Le Rabbi commence par lui indiquer qu’il croit fermement au Dieu d’Abraham, Isaac, et Jacob, qui les a fait sortir d’Égypte. Contrairement au philosophe, au chrétien, ou au musulman, le juif conçoit Dieu non comme un principe abstrait et éloigné d’eux, mais comme sujet d’une expérience sensible à la fois personnelle et collective. Dieu s’adresse aux hommes. Quand le Dieu d’Israël s’adresse au peuple juif il se présente ainsi : « Je suis le Dieu que vous servez et qui vous a fait sortir du pays d’Égypte », p.10. Le témoignage collectif de la sortie d’Égypte a été transmis de génération en génération jusqu’ aujourd’hui et tient lui-même lieu d’expérience sensible pour tous les Juifs des générations qui ont suivi cet affranchissement.
Le Rabbin poursuit donc en développant le thème de l’élection d’Israël, de la chaîne des générations qui sépare le peuple juif d’Adam le premier homme, et de la transmission opérée.
Les limites de la logique
Pour les philosophes, le monde est éternel, et non créé. Le Rabbin excuse les philosophes de leur ignorance car ils n’ont pas reçu en héritage la science, ni la Torah pour les guider. Ils sont arrivés à ces conclusions par la seule activité de leur intellect. Les arguments en faveur de la création du monde ne sont pas plus probants sur le plan logique que les arguments en faveur de l’éternité du monde. Autrement dit, par la logique argumentative, on peut aboutir à des conclusions différentes, voire diamétralement contradictoires comme A et non-A (p.17).
La vocation des miracles
La seule source de connaissance digne de confiance est celle héritée de la Loi révélée et immuable transmise de génération en génération depuis la création du premier homme. Les miracles qui viennent rompre le cours de l’ordre naturel ont pour but de montrer aux hommes qu’il existe un Dieu qui a créé le monde ex-nihilo et qui a la maîtrise sur le monde, y compris sur la nature qui semble être régi par des lois indépassables. Ces miracles se sont particulièrement manifestés au sein d’Israël, notamment au cours de la sortie d’Égypte ; parmi eux on peut citer la plaie des premiers nés qui toucha les Égyptiens mais pas les Hébreux, ou encore la manne qui les nourrit pendant quarante ans dans le désert.
Avant la transmission de la parole divine par Moïse, la plupart des hommes se fourvoyaient et confondaient l’action du Créateur véritable, et celles des entités subalternes, comme les astres, qui ne sont pas des entités autonomes et indépendantes, mais qui agissent seulement par la volonté du Créateur.

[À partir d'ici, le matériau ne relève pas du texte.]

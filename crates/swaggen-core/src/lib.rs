pub mod config;
pub mod error;
pub mod parse;
pub mod transform;
pub mod view;

pub use transform::build;

/// Template sources handed to a renderer. `None` selects the renderer's
/// built-in template.
#[derive(Debug, Clone, Default)]
pub struct TemplateSet {
    pub class: Option<String>,
}

/// Trait for collaborators that turn a view model into source text.
pub trait Renderer {
    type Error: std::error::Error;
    fn render(&self, view: &view::ViewModel, templates: &TemplateSet) -> Result<String, Self::Error>;
}
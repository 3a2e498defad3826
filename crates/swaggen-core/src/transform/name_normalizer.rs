use std::collections::HashSet;

use heck::{ToLowerCamelCase, ToUpperCamelCase};
use log::warn;

/// Turn an arbitrary identifier (operation id, nickname, path segment) into a
/// lower camel case name.
pub fn normalize_name(id: &str) -> String {
    id.replace(['.', '-', '{', '}'], "_").to_lower_camel_case()
}

/// Derive an operation name from HTTP method + path template, used when the
/// operation has no `operationId`.
///
/// Examples:
/// - `GET /` → `get`
/// - `GET /orders` → `getOrders`
/// - `GET /orders/{orderId}/items` → `getOrdersByOrderIdItems`
/// - `DELETE /users/{id}/` → `deleteUsersById`
pub fn route_to_name(method: &str, path: &str) -> String {
    let prefix = method.to_lowercase();
    let trimmed = path.strip_suffix('/').unwrap_or(path);

    let segments: Vec<String> = trimmed
        .split('/')
        .filter(|s| !s.is_empty())
        .map(rewrite_path_variable)
        .collect();

    if segments.is_empty() {
        return prefix;
    }

    format!("{prefix}{}", segments.join("-").to_upper_camel_case())
}

/// `{orderId}` → `byOrderId`. Anything that is not a single braced variable is
/// returned untouched.
fn rewrite_path_variable(segment: &str) -> String {
    let Some(inner) = segment
        .strip_prefix('{')
        .and_then(|s| s.strip_suffix('}'))
        .filter(|s| !s.is_empty())
    else {
        return segment.to_string();
    };

    let mut chars = inner.chars();
    match chars.next() {
        Some(first) => format!("by{}{}", first.to_uppercase(), chars.as_str()),
        None => segment.to_string(),
    }
}

/// Keeps method names unique within one generated class.
#[derive(Debug, Default)]
pub struct MethodNames {
    taken: HashSet<String>,
}

impl MethodNames {
    pub fn new() -> Self {
        Self::default()
    }

    /// Reserve `name`, appending `2`, `3`, ... when it is already in use.
    pub fn claim(&mut self, name: String) -> String {
        if self.taken.insert(name.clone()) {
            return name;
        }

        let mut suffix = 2;
        loop {
            let candidate = format!("{name}{suffix}");
            if self.taken.insert(candidate.clone()) {
                warn!("duplicate method name `{name}`, renamed to `{candidate}`");
                return candidate;
            }
            suffix += 1;
        }
    }
}
use swaggen_core::view::{ResolvedType, TypeKind};

/// Map a `ResolvedType` to its TypeScript type string representation.
///
/// References and enums are emitted by name; the template declares them.
pub fn resolved_type_to_ts(ty: &ResolvedType) -> String {
    match &ty.kind {
        TypeKind::Reference { target } => target.clone(),
        TypeKind::String => "string".to_string(),
        TypeKind::Number => "number".to_string(),
        TypeKind::Boolean => "boolean".to_string(),
        TypeKind::Enum(e) => e.name.clone(),
        TypeKind::Any => "unknown".to_string(),
        TypeKind::Array { element_type } => {
            let inner_ts = resolved_type_to_ts(element_type);
            if inner_ts.contains('|') {
                format!("({inner_ts})[]")
            } else {
                format!("{inner_ts}[]")
            }
        }
        TypeKind::Object { properties } => {
            if properties.is_empty() {
                return "Record<string, unknown>".to_string();
            }
            let fields: Vec<String> = properties
                .iter()
                .map(|p| {
                    format!(
                        "{}{}: {}",
                        property_key(&p.name),
                        cardinality(p.required),
                        resolved_type_to_ts(&p.resolved_type)
                    )
                })
                .collect();
            format!("{{ {} }}", fields.join("; "))
        }
    }
}

/// Literal union of enum values, e.g. `"asc" | "desc"`.
pub fn enum_literal_union(values: &[serde_json::Value]) -> String {
    if values.is_empty() {
        return "never".to_string();
    }
    values
        .iter()
        .map(ToString::to_string)
        .collect::<Vec<_>>()
        .join(" | ")
}

/// Object key for a property, quoted unless it is a plain identifier.
pub fn property_key(name: &str) -> String {
    let mut chars = name.chars();
    let is_identifier = chars
        .next()
        .is_some_and(|c| c.is_ascii_alphabetic() || c == '_' || c == '$')
        && chars.all(|c| c.is_ascii_alphanumeric() || c == '_' || c == '$');
    if is_identifier {
        name.to_string()
    } else {
        serde_json::Value::from(name).to_string()
    }
}

/// `?` for optional members, empty otherwise.
pub fn cardinality(required: bool) -> &'static str {
    if required { "" } else { "?" }
}
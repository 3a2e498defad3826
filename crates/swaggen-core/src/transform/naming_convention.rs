//! The `…ResponseModel` naming convention.
//!
//! Documents written for this generator encode model roles and response bindings
//! in plain identifiers:
//!
//! - a definition named `OrderResponseModel` is a model entry of the view;
//! - an operation id `createOrder-OrderResponseModel` binds the operation to it;
//! - `additionalProperties: [includes_many:ItemResponseModel]` declares a relation.
//!
//! All substring matching lives here.

use crate::view::{ResponseModel, ViewInclude};

const MARKER: &str = "ResponseModel";

/// Whether `name` contains `ResponseModel` anywhere but at its very start.
pub fn has_response_model_marker(name: &str) -> bool {
    contains_after_start(name, MARKER)
}

fn contains_after_start(haystack: &str, needle: &str) -> bool {
    haystack.find(needle).is_some_and(|idx| idx > 0)
}

/// Split an operation id into the id to normalize and its response-model
/// annotation, if it carries one.
///
/// `createOrder-ResponseModel-OrderResponseModel` yields `createOrder` bound to
/// `OrderResponseModel`. Ids with a single `-` segment are not annotated.
pub fn split_operation_id(operation_id: &str) -> (String, Option<ResponseModel>) {
    if !has_response_model_marker(operation_id) {
        return (operation_id.to_string(), None);
    }

    let mut segments: Vec<&str> = operation_id.split('-').collect();
    if segments.len() < 2 {
        return (operation_id.to_string(), None);
    }

    let Some(model) = segments.pop() else {
        return (operation_id.to_string(), None);
    };
    while segments.len() > 1 && segments.last().is_some_and(|s| s.ends_with(MARKER)) {
        segments.pop();
    }

    let binding = ResponseModel {
        name: model.to_string(),
        raw_name: model_raw_name(model),
    };
    (segments.join("."), Some(binding))
}

/// `OrderResponseModel` → `Order`.
pub fn model_raw_name(model: &str) -> String {
    model.replacen(MARKER, "", 1)
}

/// Role flags derived from a definition name.
#[derive(Debug, Clone, Copy, PartialEq, Eq)]
pub struct DefinitionRole {
    pub is_response: bool,
    pub is_request: bool,
}

/// Classify a definition. Returns `None` for definitions that are not model
/// entries (e.g. `RepresentationModel` or `ResponseModelBase`).
pub fn classify_definition(name: &str) -> Option<DefinitionRole> {
    if !has_response_model_marker(name) {
        return None;
    }
    Some(DefinitionRole {
        is_response: contains_after_start(name, "Response"),
        is_request: contains_after_start(name, "Request"),
    })
}

/// `OrderResponseModel` → `OrderModel`.
pub fn plain_name(name: &str) -> String {
    name.replacen("Response", "", 1)
}

/// `OrderModel` → `Order`.
pub fn raw_name(plain_name: &str) -> String {
    plain_name.replacen("Model", "", 1)
}

/// Parse one `includes_one:<Type>ResponseModel` or
/// `includes_many:<Type>ResponseModel` directive.
pub fn parse_include_directive(directive: &str) -> Option<ViewInclude> {
    let (kind, type_name) = directive.split_once(':')?;
    let many = match kind.trim() {
        "includes_one" => false,
        "includes_many" => true,
        _ => return None,
    };

    let type_name = type_name.trim();
    if !has_response_model_marker(type_name) {
        return None;
    }

    let model = model_raw_name(type_name);
    let mut key = model.to_lowercase();
    if many {
        key.push('s');
    }

    Some(ViewInclude {
        key,
        model,
        response_model: type_name.to_string(),
        many,
    })
}

#[cfg(test)]
mod tests {
    use super::*;

    #[test]
    fn test_marker_position() {
        assert!(has_response_model_marker("OrderResponseModel"));
        assert!(!has_response_model_marker("ResponseModelBase"));
        assert!(!has_response_model_marker("RepresentationModel"));
    }

    #[test]
    fn test_split_annotated_id() {
        let (id, binding) = split_operation_id("createOrder-ResponseModel-OrderResponseModel");
        assert_eq!(id, "createOrder");
        let binding = binding.unwrap();
        assert_eq!(binding.name, "OrderResponseModel");
        assert_eq!(binding.raw_name, "Order");
    }

    #[test]
    fn test_split_two_segments() {
        let (id, binding) = split_operation_id("listOrders-OrderResponseModel");
        assert_eq!(id, "listOrders");
        assert_eq!(binding.unwrap().name, "OrderResponseModel");
    }

    #[test]
    fn test_single_segment_is_not_annotated() {
        let (id, binding) = split_operation_id("getOrderResponseModel");
        assert_eq!(id, "getOrderResponseModel");
        assert!(binding.is_none());
    }

    #[test]
    fn test_plain_id_untouched() {
        let (id, binding) = split_operation_id("find-pets");
        assert_eq!(id, "find-pets");
        assert!(binding.is_none());
    }

    #[test]
    fn test_classify() {
        let role = classify_definition("OrderResponseModel").unwrap();
        assert!(role.is_response);
        assert!(!role.is_request);

        let role = classify_definition("OrderRequestResponseModel").unwrap();
        assert!(role.is_request);

        assert!(classify_definition("Order").is_none());
    }

    #[test]
    fn test_plain_and_raw_names() {
        let plain = plain_name("OrderResponseModel");
        assert_eq!(plain, "OrderModel");
        assert_eq!(raw_name(&plain), "Order");
    }

    #[test]
    fn test_include_directives() {
        let many = parse_include_directive("includes_many:ItemResponseModel").unwrap();
        assert_eq!(many.key, "items");
        assert_eq!(many.model, "Item");
        assert!(many.many);

        let one = parse_include_directive("includes_one:CustomerResponseModel").unwrap();
        assert_eq!(one.key, "customer");
        assert!(!one.many);

        assert!(parse_include_directive("includes_one:Customer").is_none());
        assert!(parse_include_directive("embeds:CustomerResponseModel").is_none());
        assert!(parse_include_directive("garbage").is_none());
    }
}
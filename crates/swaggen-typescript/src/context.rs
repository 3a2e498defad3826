//! Template context built from a view model.
//!
//! The view model stores a single tagged `TypeKind` per type and a single
//! `ViewLocation` per parameter. The boolean flags templates test against
//! (`isRef`, `isBodyParameter`, `isGET`, ...) are derived here and nowhere else.

use std::collections::BTreeSet;

use minijinja::{Value, context};
use swaggen_core::view::{
    EnumDefinition, HttpMethod, Property, ResolvedType, TypeKind, ViewDefinition, ViewLocation,
    ViewMethod, ViewModel, ViewParameter,
};

use crate::type_mapper::{cardinality, enum_literal_union, property_key, resolved_type_to_ts};

/// Placeholder substituted with each map key of an `x-name-pattern` parameter.
const NAME_PLACEHOLDER: &str = "{name}";

/// Build the root context handed to the class template.
pub fn view_context(view: &ViewModel) -> Value {
    let enumerations: Vec<Value> = view.enumerations.iter().map(enum_context).collect();
    let definitions: Vec<Value> = view.definitions.iter().map(definition_context).collect();
    let methods: Vec<Value> = view.methods.iter().map(method_context).collect();

    context! {
        title => view.title.clone(),
        description => view.description.clone(),
        version => view.version.clone(),
        domain => view.domain.clone(),
        className => view.class_name.clone(),
        moduleName => view.module_name.clone(),
        isNode => view.is_node,
        isES6 => view.is_es6,
        imports => view.imports.clone(),
        isSecure => view.security.secure,
        isSecureToken => view.security.bearer_token,
        isSecureApiKey => view.security.api_key,
        isSecureBasic => view.security.basic_auth,
        enumerations => enumerations,
        definitions => definitions,
        opaqueReferences => opaque_references(view),
        methods => methods,
    }
}

/// Context of one resolved type, recursing into elements and properties.
pub fn type_context(ty: &ResolvedType) -> Value {
    let target = match &ty.kind {
        TypeKind::Reference { target } => Some(target.clone()),
        TypeKind::Enum(e) => Some(e.name.clone()),
        _ => None,
    };
    let element_type = match &ty.kind {
        TypeKind::Array { element_type } => Some(type_context(element_type)),
        _ => None,
    };
    let properties: Vec<Value> = ty.properties().iter().map(property_context).collect();

    context! {
        kind => ty.kind_name(),
        description => ty.description.clone(),
        isRef => ty.is_reference(),
        isObject => ty.is_object(),
        isArray => ty.is_array(),
        isAtomic => ty.is_atomic(),
        isEnum => ty.is_enum(),
        tsType => resolved_type_to_ts(ty),
        target => target,
        elementType => element_type,
        properties => properties,
    }
}

fn property_context(property: &Property) -> Value {
    context! {
        name => property.name.clone(),
        key => property_key(&property.name),
        required => property.required,
        cardinality => cardinality(property.required),
        description => property.resolved_type.description.clone(),
        tsType => resolved_type_to_ts(&property.resolved_type),
        resolvedType => type_context(&property.resolved_type),
    }
}

fn enum_context(definition: &EnumDefinition) -> Value {
    context! {
        name => definition.name.clone(),
        values => definition.values.clone(),
        description => definition.description.clone(),
        tsType => enum_literal_union(&definition.values),
    }
}

fn definition_context(definition: &ViewDefinition) -> Value {
    let relations: Vec<Value> = definition
        .includes
        .iter()
        .map(|include| {
            let ts_type = if include.many {
                format!("{}[]", include.response_model)
            } else {
                include.response_model.clone()
            };
            context! {
                key => include.key.clone(),
                model => include.model.clone(),
                responseModel => include.response_model.clone(),
                many => include.many,
                tsType => ts_type,
            }
        })
        .collect();

    context! {
        name => definition.name.clone(),
        modelPlainName => definition.model_plain_name.clone(),
        modelRawName => definition.model_raw_name.clone(),
        description => definition.description.clone(),
        isModel => true,
        isResponse => definition.is_response,
        isRequest => definition.is_request,
        hasIncluded => !definition.includes.is_empty(),
        includedRelations => relations,
        resolvedType => type_context(&definition.resolved_type),
    }
}

fn parameter_context(param: &ViewParameter) -> Value {
    let pattern_map = param
        .pattern
        .as_deref()
        .is_some_and(|p| p.contains(NAME_PLACEHOLDER));
    let ts_type = if pattern_map {
        format!("Record<string, {}>", resolved_type_to_ts(&param.resolved_type))
    } else {
        resolved_type_to_ts(&param.resolved_type)
    };
    // A pattern without a placeholder simply renames the query key.
    let query_key = match &param.pattern {
        Some(pattern) if !pattern_map => pattern.clone(),
        _ => param.name.clone(),
    };

    context! {
        name => param.name.clone(),
        camelCaseName => param.camel_case_name.clone(),
        key => property_key(&param.camel_case_name),
        description => param.description.clone(),
        required => param.required,
        cardinality => cardinality(param.required),
        location => location_name(param.location),
        isPathParameter => param.location == ViewLocation::Path,
        isQueryParameter => param.location == ViewLocation::Query,
        isHeaderParameter => param.location == ViewLocation::Header,
        isBodyParameter => param.location == ViewLocation::Body,
        isFormParameter => param.location == ViewLocation::Form,
        bodyProperty => param.body_property,
        isSingleton => param.is_singleton_enum(),
        singleton => param.singleton.clone(),
        isPatternType => param.pattern.is_some(),
        isPatternMap => pattern_map,
        pattern => param.pattern.clone(),
        queryKey => query_key,
        tsType => ts_type,
        resolvedType => type_context(&param.resolved_type),
    }
}

fn method_context(method: &ViewMethod) -> Value {
    let arguments: Vec<&ViewParameter> = method
        .parameters
        .iter()
        .filter(|p| !p.is_singleton_enum())
        .collect();
    let located = |location: ViewLocation| -> Vec<Value> {
        method
            .parameters
            .iter()
            .filter(|p| p.location == location)
            .map(parameter_context)
            .collect()
    };
    let body_properties: Vec<Value> = method
        .parameters
        .iter()
        .filter(|p| p.location == ViewLocation::Body && p.body_property)
        .map(parameter_context)
        .collect();
    let opaque_body = method
        .parameters
        .iter()
        .find(|p| p.location == ViewLocation::Body && !p.body_property)
        .map(parameter_context);
    let headers: Vec<Value> = method
        .headers
        .iter()
        .map(|h| context! { name => h.name.clone(), value => h.value.clone() })
        .collect();
    let parameters: Vec<Value> = method.parameters.iter().map(parameter_context).collect();
    let response = method.response_model.as_ref();

    context! {
        methodName => method.name.clone(),
        method => method.method.as_str(),
        path => method.path.clone(),
        pathTemplate => path_template(method),
        summary => method.summary.clone(),
        externalDocs => method.external_docs.clone(),
        isGET => method.method == HttpMethod::Get,
        isPOST => method.method == HttpMethod::Post,
        isSecure => method.security.secure,
        isSecureToken => method.security.bearer_token,
        isSecureApiKey => method.security.api_key,
        isSecureBasic => method.security.basic_auth,
        mustFormPost => method.form_encoded,
        isModelDriven => response.is_some(),
        responseTypeName => response.map(|r| r.name.clone()),
        modelRawName => response.map(|r| r.raw_name.clone()),
        returnType => response.map_or_else(|| "unknown".to_string(), |r| r.name.clone()),
        headers => headers,
        parameters => parameters,
        hasArguments => !arguments.is_empty(),
        hasRequiredArguments => arguments.iter().any(|p| p.required),
        argumentSignature => argument_signature(&arguments),
        pathParameters => located(ViewLocation::Path),
        queryParameters => located(ViewLocation::Query),
        headerParameters => located(ViewLocation::Header),
        formParameters => located(ViewLocation::Form),
        bodyProperties => body_properties,
        opaqueBody => opaque_body,
    }
}

fn location_name(location: ViewLocation) -> &'static str {
    match location {
        ViewLocation::Path => "path",
        ViewLocation::Query => "query",
        ViewLocation::Header => "header",
        ViewLocation::Body => "body",
        ViewLocation::Form => "formData",
    }
}

/// Type literal of the `parameters` argument, e.g. `{ petId: number; status?: IStatus }`.
fn argument_signature(arguments: &[&ViewParameter]) -> String {
    let fields: Vec<String> = arguments
        .iter()
        .map(|p| {
            let pattern_map = p
                .pattern
                .as_deref()
                .is_some_and(|pattern| pattern.contains(NAME_PLACEHOLDER));
            let ts_type = resolved_type_to_ts(&p.resolved_type);
            let ts_type = if pattern_map {
                format!("Record<string, {ts_type}>")
            } else {
                ts_type
            };
            format!(
                "{}{}: {}",
                property_key(&p.camel_case_name),
                cardinality(p.required),
                ts_type
            )
        })
        .collect();
    format!("{{ {} }}", fields.join("; "))
}

/// Body of a template literal producing the request path, with each
/// `{variable}` bound to its path parameter.
fn path_template(method: &ViewMethod) -> String {
    let mut out = String::new();
    let mut rest = method.path.as_str();

    while let Some(start) = rest.find('{') {
        let Some(len) = rest[start..].find('}') else {
            break;
        };
        out.push_str(&escape_template_literal(&rest[..start]));
        let variable = &rest[start + 1..start + len];
        let param = method
            .parameters
            .iter()
            .find(|p| p.location == ViewLocation::Path && p.name == variable);
        match param {
            Some(p) => match &p.singleton {
                Some(serde_json::Value::String(s)) => out.push_str(&escape_template_literal(s)),
                Some(other) => out.push_str(&other.to_string()),
                None => out.push_str(&format!(
                    "${{encodeURIComponent(String(parameters.{}))}}",
                    p.camel_case_name
                )),
            },
            None => out.push_str(&escape_template_literal(&rest[start..=start + len])),
        }
        rest = &rest[start + len + 1..];
    }
    out.push_str(&escape_template_literal(rest));
    out
}

fn escape_template_literal(text: &str) -> String {
    text.replace('\\', "\\\\")
        .replace('`', "\\`")
        .replace("${", "\\${")
}

/// Reference targets that no emitted interface declares. The template
/// declares them as opaque aliases so the output type-checks on its own.
fn opaque_references(view: &ViewModel) -> Vec<String> {
    let mut targets = BTreeSet::new();
    for method in &view.methods {
        for param in &method.parameters {
            collect_references(&param.resolved_type, &mut targets);
        }
        if let Some(response) = &method.response_model {
            targets.insert(response.name.clone());
        }
    }
    for definition in &view.definitions {
        collect_references(&definition.resolved_type, &mut targets);
        for include in &definition.includes {
            targets.insert(include.response_model.clone());
        }
    }
    for definition in &view.definitions {
        targets.remove(&definition.name);
    }
    targets.into_iter().collect()
}

fn collect_references(ty: &ResolvedType, targets: &mut BTreeSet<String>) {
    match &ty.kind {
        TypeKind::Reference { target } => {
            targets.insert(target.clone());
        }
        TypeKind::Array { element_type } => collect_references(element_type, targets),
        TypeKind::Object { properties } => {
            for property in properties {
                collect_references(&property.resolved_type, targets);
            }
        }
        _ => {}
    }
}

Après la prophétie de Moïse, la vérité était désormais perceptible à ceux qui souhaitaient s’y attacher.
Le philosophe accède à Dieu par sa faculté estimative, non pas les sens, contrairement au peuple d’Israël, qui a vécu une expérience sensible lors du don de la Torah et l’énoncé des Dix Commandements sur le mont Sinaï : « Mais ce n’est qu’une illusion auditive dans l’âme de cet inspiré et non pas une véritable audition ; l’être qui lui parle, il le voit dans son estimative, non par les yeux, et il dit alors que Dieu lui a adressé la parole. », p.23. Rien ne peut remettre en question la relation immédiate qu’ont eue les enfants d’Israël à Dieu. Cependant, une parole émise par un individu qui prétend rapporter les paroles de Dieu, étant médiate, ne peut être vérifiée, et il n’est pas raisonnable de s’y fier. « À Dieu ne plaise que la Loi enseigne quoi que ce soit qui contredit l’expérience sensible et la démonstration », p.17. Et « Dieu me préserve de l’absurde et de ce que l’Intellect rejette et tient pour irrationnel », p.23. La Torah ne peut contredire l’esprit logique et la réalité sensible.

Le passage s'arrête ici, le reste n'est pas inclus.